Smolder the Smoking Ban

The recent ban on smoking in public housing threatens the rights of Cambridge’s poor

By The Crimson Staff

Last week, the commissioners on the Cambridge Housing Authority voted 3-1 to ban smoking in public housing buildings, forcing low-income residents to leave the privacy of their own homes before they light up. Public housing buildings are owned by the government, and the government—and that means taxpayers—has the right to make the right to live in public housing conditional upon certain stipulations. That said, this is a serious infringement on the liberty of those who rely on taxpayer assistance for housing. The fact that the ban applies to those from low-income backgrounds makes the new regulation even less tenable, as the Cambridge Housing Authority unfairly makes it such that the prohibition of smoking in one’s own abode only applies to those without the means to independently purchase their own house or apartment.

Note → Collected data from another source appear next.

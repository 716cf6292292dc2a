//! Mach-O dependency bundling.
//!
//! Walks a binary's dynamic-library graph with `otool -L`, copies the
//! libraries that live under chosen install prefixes next to it, and rewrites
//! install names with `install_name_tool` so the bundle loads its copies via
//! `@loader_path`.

mod analyze;
mod bundle;
mod copy;
mod paths;
mod rewrite;

pub use analyze::{
    get_all_dependencies, get_library_dependencies, parse_otool_output, DependencyLister, Otool,
    Traversal,
};
pub use bundle::{bundle, bundle_with, BundleConfig, BundleSummary};
pub use copy::{consolidate_libraries, make_writable, Move, DEFAULT_LINK_PATH};
pub use paths::{default_prefixes, PrefixFilter, DEFAULT_LIBRARY_PREFIX};
pub use rewrite::{
    rewrite_ids, rewrite_references, InstallNamePatcher, InstallNameTool, PatchFailure,
    PatchOperation, RewriteReport,
};
//! Install-prefix matching.

use std::collections::BTreeSet;
use std::path::{Path, PathBuf};

/// Prefix used when the caller names no library directories (MacPorts).
pub const DEFAULT_LIBRARY_PREFIX: &str = "/opt/local/lib";

/// Fresh default prefix list for one invocation.
#[must_use]
pub fn default_prefixes() -> Vec<PathBuf> {
    vec![PathBuf::from(DEFAULT_LIBRARY_PREFIX)]
}

/// Keeps only library references that live under one of a set of prefixes.
///
/// Matching is done on path components, so `/opt/local/lib` accepts
/// `/opt/local/lib/libz.dylib` but not `/opt/local/lib2/libz.dylib`.
/// An empty filter accepts nothing.
#[derive(Debug, Clone, Default, PartialEq, Eq)]
pub struct PrefixFilter {
    prefixes: Vec<PathBuf>,
}

impl PrefixFilter {
    pub fn new<I, P>(prefixes: I) -> Self
    where
        I: IntoIterator<Item = P>,
        P: Into<PathBuf>,
    {
        Self {
            prefixes: prefixes.into_iter().map(Into::into).collect(),
        }
    }

    pub fn prefixes(&self) -> &[PathBuf] {
        &self.prefixes
    }

    pub fn is_empty(&self) -> bool {
        self.prefixes.is_empty()
    }

    /// Returns the first prefix that `path` lives under.
    #[must_use]
    pub fn matching_prefix(&self, path: &Path) -> Option<&Path> {
        self.prefixes
            .iter()
            .map(PathBuf::as_path)
            .find(|prefix| path.starts_with(prefix))
    }

    pub fn matches(&self, path: &Path) -> bool {
        self.matching_prefix(path).is_some()
    }

    /// Subset of `paths` accepted by this filter.
    #[must_use = "cleaned set should be used"]
    pub fn clean<'a, I>(&self, paths: I) -> BTreeSet<PathBuf>
    where
        I: IntoIterator<Item = &'a PathBuf>,
    {
        paths
            .into_iter()
            .filter(|p| self.matches(p))
            .cloned()
            .collect()
    }
}
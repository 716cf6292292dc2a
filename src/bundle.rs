//! The discover → filter → copy → rewrite pipeline.

use anyhow::{Context, Result};
use log::info;
use std::collections::BTreeSet;
use std::path::{Path, PathBuf};

use crate::analyze::{get_all_dependencies, DependencyLister, Otool, Traversal};
use crate::copy::{consolidate_libraries, Move, DEFAULT_LINK_PATH};
use crate::paths::{default_prefixes, PrefixFilter};
use crate::rewrite::{
    rewrite_ids, rewrite_references, InstallNamePatcher, InstallNameTool, RewriteReport,
};

/// Everything one bundling run needs.
#[derive(Debug, Clone)]
pub struct BundleConfig {
    /// Binary whose dependencies are bundled.
    pub root: PathBuf,
    /// Install prefixes whose libraries get relocated.
    pub prefixes: Vec<PathBuf>,
    /// Directory receiving the copies.
    pub dest: PathBuf,
    /// Prefix of the rewritten references.
    pub link_path: PathBuf,
    pub traversal: Traversal,
    /// Also set each copy's own install name.
    pub update_ids: bool,
    pub otool: PathBuf,
    pub install_name_tool: PathBuf,
}

impl BundleConfig {
    pub fn new(root: impl Into<PathBuf>) -> Self {
        Self {
            root: root.into(),
            prefixes: default_prefixes(),
            dest: PathBuf::from("."),
            link_path: PathBuf::from(DEFAULT_LINK_PATH),
            traversal: Traversal::default(),
            update_ids: false,
            otool: PathBuf::from("otool"),
            install_name_tool: PathBuf::from("install_name_tool"),
        }
    }
}

/// What a run did.
#[derive(Debug, Clone, Default)]
pub struct BundleSummary {
    /// Closed dependency set, root included.
    pub libraries: BTreeSet<PathBuf>,
    pub moves: Vec<Move>,
    pub references: RewriteReport,
    /// `None` when id rewriting was not requested.
    pub ids: Option<RewriteReport>,
}

impl BundleSummary {
    pub fn is_success(&self) -> bool {
        self.references.is_success() && self.ids.as_ref().map_or(true, RewriteReport::is_success)
    }

    pub fn failure_count(&self) -> usize {
        self.references.failures.len() + self.ids.as_ref().map_or(0, |r| r.failures.len())
    }
}

/// Run the pipeline with the real `otool` and `install_name_tool`.
pub fn bundle(config: &BundleConfig) -> Result<BundleSummary> {
    let lister = Otool::new(&config.otool);
    let patcher = InstallNameTool::new(&config.install_name_tool);
    bundle_with(config, &lister, &patcher)
}

/// Run the pipeline with the given collaborators.
///
/// Discovery and copying abort on the first error. Patch failures are
/// collected in the summary instead.
pub fn bundle_with(
    config: &BundleConfig,
    lister: &dyn DependencyLister,
    patcher: &dyn InstallNamePatcher,
) -> Result<BundleSummary> {
    let filter = PrefixFilter::new(config.prefixes.iter().cloned());
    info!(
        "Bundling {} (prefixes: {:?})",
        config.root.display(),
        filter.prefixes()
    );

    let libraries = get_all_dependencies(lister, &config.root, config.traversal, Some(&filter))
        .with_context(|| format!("Failed to walk dependencies of {}", config.root.display()))?;

    let moves = consolidate_libraries(&libraries, &filter, &config.dest, &config.link_path)?;

    let targets = rewrite_targets(&config.root, &moves);
    let references = rewrite_references(patcher, &targets, &moves);

    let ids = config.update_ids.then(|| rewrite_ids(patcher, &moves));

    Ok(BundleSummary {
        libraries,
        moves,
        references,
        ids,
    })
}

/// The root binary plus every relocated copy. Originals are never patched,
/// so a root that was itself relocated is only patched through its copy.
fn rewrite_targets(root: &Path, moves: &[Move]) -> BTreeSet<PathBuf> {
    let mut targets: BTreeSet<PathBuf> = moves.iter().map(|m| m.copied_to.clone()).collect();
    if !moves.iter().any(|m| m.original == root) {
        targets.insert(root.to_path_buf());
    }
    targets
}
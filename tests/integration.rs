//! Integration tests driving the otool and install_name_tool wrappers.
//!
//! The tools are replaced by shell scripts: the fake otool prints a canned
//! listing per file name, and the fake install_name_tool logs its arguments
//! and applies `-change` to that listing, so a second otool run observes the
//! rewrite.

use dylib_bundle::{
    bundle, get_all_dependencies, get_library_dependencies, BundleConfig, Otool, PrefixFilter,
    Traversal,
};
use std::fs;
use std::os::unix::fs::PermissionsExt;
use std::path::{Path, PathBuf};
use tempfile::TempDir;

const SYSTEM_LIB: &str = "/usr/lib/libSystem.B.dylib";

struct FakeToolchain {
    temp: TempDir,
    listings: PathBuf,
    log: PathBuf,
    otool: PathBuf,
    install_name_tool: PathBuf,
}

fn write_script(path: &Path, body: &str) {
    fs::write(path, format!("#!/bin/sh\n{body}")).unwrap();
    let mut perms = fs::metadata(path).unwrap().permissions();
    perms.set_mode(0o755);
    fs::set_permissions(path, perms).unwrap();
}

impl FakeToolchain {
    fn new() -> Self {
        let temp = TempDir::new().unwrap();
        let listings = temp.path().join("listings");
        let bin = temp.path().join("bin");
        fs::create_dir_all(&listings).unwrap();
        fs::create_dir_all(&bin).unwrap();
        let log = temp.path().join("install_name_tool.log");

        let otool = bin.join("otool");
        write_script(
            &otool,
            &format!(
                r#"f="{listings}/$(basename "$2").txt"
if [ -f "$f" ]; then
  cat "$f"
else
  echo "$2: is not an object file"
  exit 1
fi
"#,
                listings = listings.display()
            ),
        );

        let install_name_tool = bin.join("install_name_tool");
        write_script(
            &install_name_tool,
            &format!(
                r#"printf '%s\n' "$*" >> "{log}"
if [ "$1" = "-change" ]; then
  f="{listings}/$(basename "$4").txt"
  if [ -f "$f" ]; then
    sed "s|$2|$3|g" "$f" > "$f.tmp" && mv "$f.tmp" "$f"
  fi
fi
"#,
                log = log.display(),
                listings = listings.display()
            ),
        );

        Self {
            temp,
            listings,
            log,
            otool,
            install_name_tool,
        }
    }

    fn root(&self) -> &Path {
        self.temp.path()
    }

    /// Create `path` as a dummy object whose otool listing names `deps`.
    fn object(&self, path: &Path, deps: &[&Path]) {
        fs::create_dir_all(path.parent().unwrap()).unwrap();
        fs::write(path, "MH_MAGIC").unwrap();

        let mut listing = format!("{}:\n", path.display());
        for dep in deps {
            listing.push_str(&format!(
                "\t{} (compatibility version 1.0.0, current version 1.0.0)\n",
                dep.display()
            ));
        }
        let name = path.file_name().unwrap().to_string_lossy();
        fs::write(self.listings.join(format!("{name}.txt")), listing).unwrap();
    }

    fn patch_log(&self) -> Vec<String> {
        fs::read_to_string(&self.log)
            .unwrap_or_default()
            .lines()
            .map(str::to_string)
            .collect()
    }

    fn config(&self, app: &Path, prefixes: Vec<PathBuf>, dest: &Path) -> BundleConfig {
        BundleConfig {
            prefixes,
            dest: dest.to_path_buf(),
            otool: self.otool.clone(),
            install_name_tool: self.install_name_tool.clone(),
            ..BundleConfig::new(app)
        }
    }
}

#[test]
fn test_bundle_app_with_foo_and_system() {
    let tools = FakeToolchain::new();
    let prefix = tools.root().join("opt/local/lib");
    let dest = tools.root().join("App.app");
    let app = dest.join("App");
    let foo = prefix.join("libfoo.dylib");
    tools.object(&app, &[&foo, Path::new(SYSTEM_LIB)]);
    tools.object(&foo, &[&foo, Path::new(SYSTEM_LIB)]);

    let summary = bundle(&tools.config(&app, vec![prefix.clone()], &dest)).unwrap();

    // discovered set holds only what the prefix filter let through
    assert_eq!(summary.libraries.len(), 2);
    assert!(summary.libraries.contains(&foo));
    assert_eq!(summary.moves.len(), 1);
    assert_eq!(summary.moves[0].original, foo);
    assert_eq!(
        summary.moves[0].link,
        PathBuf::from("@loader_path/libfoo.dylib")
    );
    assert!(dest.join("libfoo.dylib").exists());
    assert!(summary.is_success());
    assert!(summary.ids.is_none());

    let deps = get_library_dependencies(&tools.otool, &app).unwrap();
    assert_eq!(
        deps,
        vec![
            PathBuf::from("@loader_path/libfoo.dylib"),
            PathBuf::from(SYSTEM_LIB),
        ]
    );
    let filter = PrefixFilter::new([&prefix]);
    assert!(deps.iter().all(|d| !filter.matches(d)));

    assert!(tools.patch_log().iter().all(|l| !l.starts_with("-id")));
}

#[test]
fn test_recursive_bundle_with_ids() {
    let tools = FakeToolchain::new();
    let prefix = tools.root().join("opt/local/lib");
    let dest = tools.root().join("dist");
    let app = dest.join("App");
    let foo = prefix.join("libfoo.dylib");
    let bar = prefix.join("libbar.dylib");
    tools.object(&app, &[&foo, Path::new(SYSTEM_LIB)]);
    tools.object(&foo, &[&foo, &bar, Path::new(SYSTEM_LIB)]);
    tools.object(&bar, &[&bar, &foo]);

    let config = BundleConfig {
        traversal: Traversal::Recursive,
        update_ids: true,
        ..tools.config(&app, vec![prefix.clone()], &dest)
    };
    let summary = bundle(&config).unwrap();

    assert_eq!(summary.moves.len(), 2);
    // 2 moves x (App + 2 copies)
    assert_eq!(summary.references.applied, 6);
    assert_eq!(summary.ids.as_ref().map(|r| r.applied), Some(2));

    let log = tools.patch_log();
    assert!(log.contains(&format!(
        "-id libbar.dylib {}",
        dest.join("libbar.dylib").display()
    )));
    assert!(log.contains(&format!(
        "-id libfoo.dylib {}",
        dest.join("libfoo.dylib").display()
    )));

    let foo_deps = get_library_dependencies(&tools.otool, &dest.join("libfoo.dylib")).unwrap();
    assert!(foo_deps.contains(&PathBuf::from("@loader_path/libbar.dylib")));
    assert!(!foo_deps.contains(&bar));
}

#[test]
fn test_direct_only_skips_transitive_libraries() {
    let tools = FakeToolchain::new();
    let prefix = tools.root().join("opt/local/lib");
    let dest = tools.root().join("dist");
    let app = dest.join("App");
    let foo = prefix.join("libfoo.dylib");
    let bar = prefix.join("libbar.dylib");
    tools.object(&app, &[&foo]);
    tools.object(&foo, &[&bar]);
    tools.object(&bar, &[]);

    let summary = bundle(&tools.config(&app, vec![prefix], &dest)).unwrap();

    assert_eq!(summary.moves.len(), 1);
    assert!(!dest.join("libbar.dylib").exists());
}

#[test]
fn test_empty_prefix_list_leaves_binary_alone() {
    let tools = FakeToolchain::new();
    let dest = tools.root().join("dist");
    let app = dest.join("App");
    let foo = tools.root().join("opt/local/lib/libfoo.dylib");
    tools.object(&app, &[&foo, Path::new(SYSTEM_LIB)]);
    tools.object(&foo, &[]);
    let before = fs::read(&app).unwrap();

    let summary = bundle(&tools.config(&app, Vec::new(), &dest)).unwrap();

    assert!(summary.moves.is_empty());
    assert_eq!(summary.references.applied, 0);
    assert!(tools.patch_log().is_empty());
    assert_eq!(fs::read(&app).unwrap(), before);
}

#[test]
fn test_patch_failures_are_reported_not_fatal() {
    let tools = FakeToolchain::new();
    write_script(
        &tools.install_name_tool,
        "echo \"error: $4: malformed object\" >&2\nexit 1\n",
    );
    let prefix = tools.root().join("opt/local/lib");
    let dest = tools.root().join("dist");
    let app = dest.join("App");
    let foo = prefix.join("libfoo.dylib");
    tools.object(&app, &[&foo]);
    tools.object(&foo, &[]);

    let summary = bundle(&tools.config(&app, vec![prefix], &dest)).unwrap();

    assert!(!summary.is_success());
    assert_eq!(summary.failure_count(), 2);
    assert!(summary.references.failures[0]
        .message
        .contains("malformed object"));
    assert!(dest.join("libfoo.dylib").exists());
}

#[test]
fn test_missing_otool_names_the_tool() {
    let tools = FakeToolchain::new();
    let app = tools.root().join("App");
    tools.object(&app, &[]);

    let config = BundleConfig {
        otool: tools.root().join("no-such-otool"),
        ..tools.config(&app, Vec::new(), tools.root())
    };
    let err = format!("{:#}", bundle(&config).unwrap_err());
    assert!(err.contains("no-such-otool"), "got: {}", err);
}

#[test]
fn test_non_object_file() {
    let tools = FakeToolchain::new();
    let text = tools.root().join("notes.txt");
    fs::write(&text, "hello").unwrap();

    let deps = get_library_dependencies(&tools.otool, &text).unwrap();
    assert!(deps.is_empty(), "Expected empty deps, got: {:?}", deps);
}

#[test]
fn test_nonexistent_binary() {
    let tools = FakeToolchain::new();
    let result = get_library_dependencies(&tools.otool, Path::new("/nonexistent/path/App"));
    let err_msg = result.unwrap_err().to_string();
    assert!(
        err_msg.contains("does not exist"),
        "Expected 'does not exist' in error message, got: {}",
        err_msg
    );
}

#[test]
fn test_unfiltered_walk_treats_shared_cache_libraries_as_leaves() {
    let tools = FakeToolchain::new();
    let app = tools.root().join("App");
    let foo = tools.root().join("lib/libfoo.dylib");
    tools.object(&app, &[&foo, Path::new(SYSTEM_LIB)]);
    tools.object(&foo, &[Path::new(SYSTEM_LIB), Path::new("@rpath/libbar.dylib")]);

    let all = get_all_dependencies(&Otool::new(&tools.otool), &app, Traversal::Recursive, None)
        .unwrap();

    assert!(all.contains(Path::new(SYSTEM_LIB)));
    assert!(all.contains(Path::new("@rpath/libbar.dylib")));
    assert!(all.contains(&foo));
    assert_eq!(all.len(), 4);
}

We believe that individuals have a right over their own bodies, and an outright ban of smoking—other than a Pigovian tax for public health reasons—threatens the relationship between a government and the citizens whose rights it was elected to protect. It becomes especially difficult to support this restriction when all the facts are considered. Many tenants in public housing are elderly, implying that the government has taken the measure that robs these residents of a right they have enjoyed their entire lives.

Certainly, smoking—especially in a densely populated urban area—creates public health concerns, and it is understandable that the Cambridge Housing Authority wishes to establish better living conditions for those who make the conscious decision not to smoke. Yet, as instituted, the ban on smoking in public housing strikes as a simple case of tyranny of the majority.

The Cambridge Housing Authority should instead set up designated non-smoking housing, instead of forcing those who do smoke to leave the confines of their home for the solace of a cigarette.

Those whose circumstances force them to live in low-income housing should be neither punished nor shamed, and it is hard to imagine this restriction acting as anything but a repetitious indication that others have control over such a fundamental aspect of their lives. Everyone has the right to feel at home in his place of residence. This ban threatens that right and reminds those living in public housing that their liberty is in jeopardy on all fronts. Regardless of lung cancer rates, such a menace does not a healthy community make.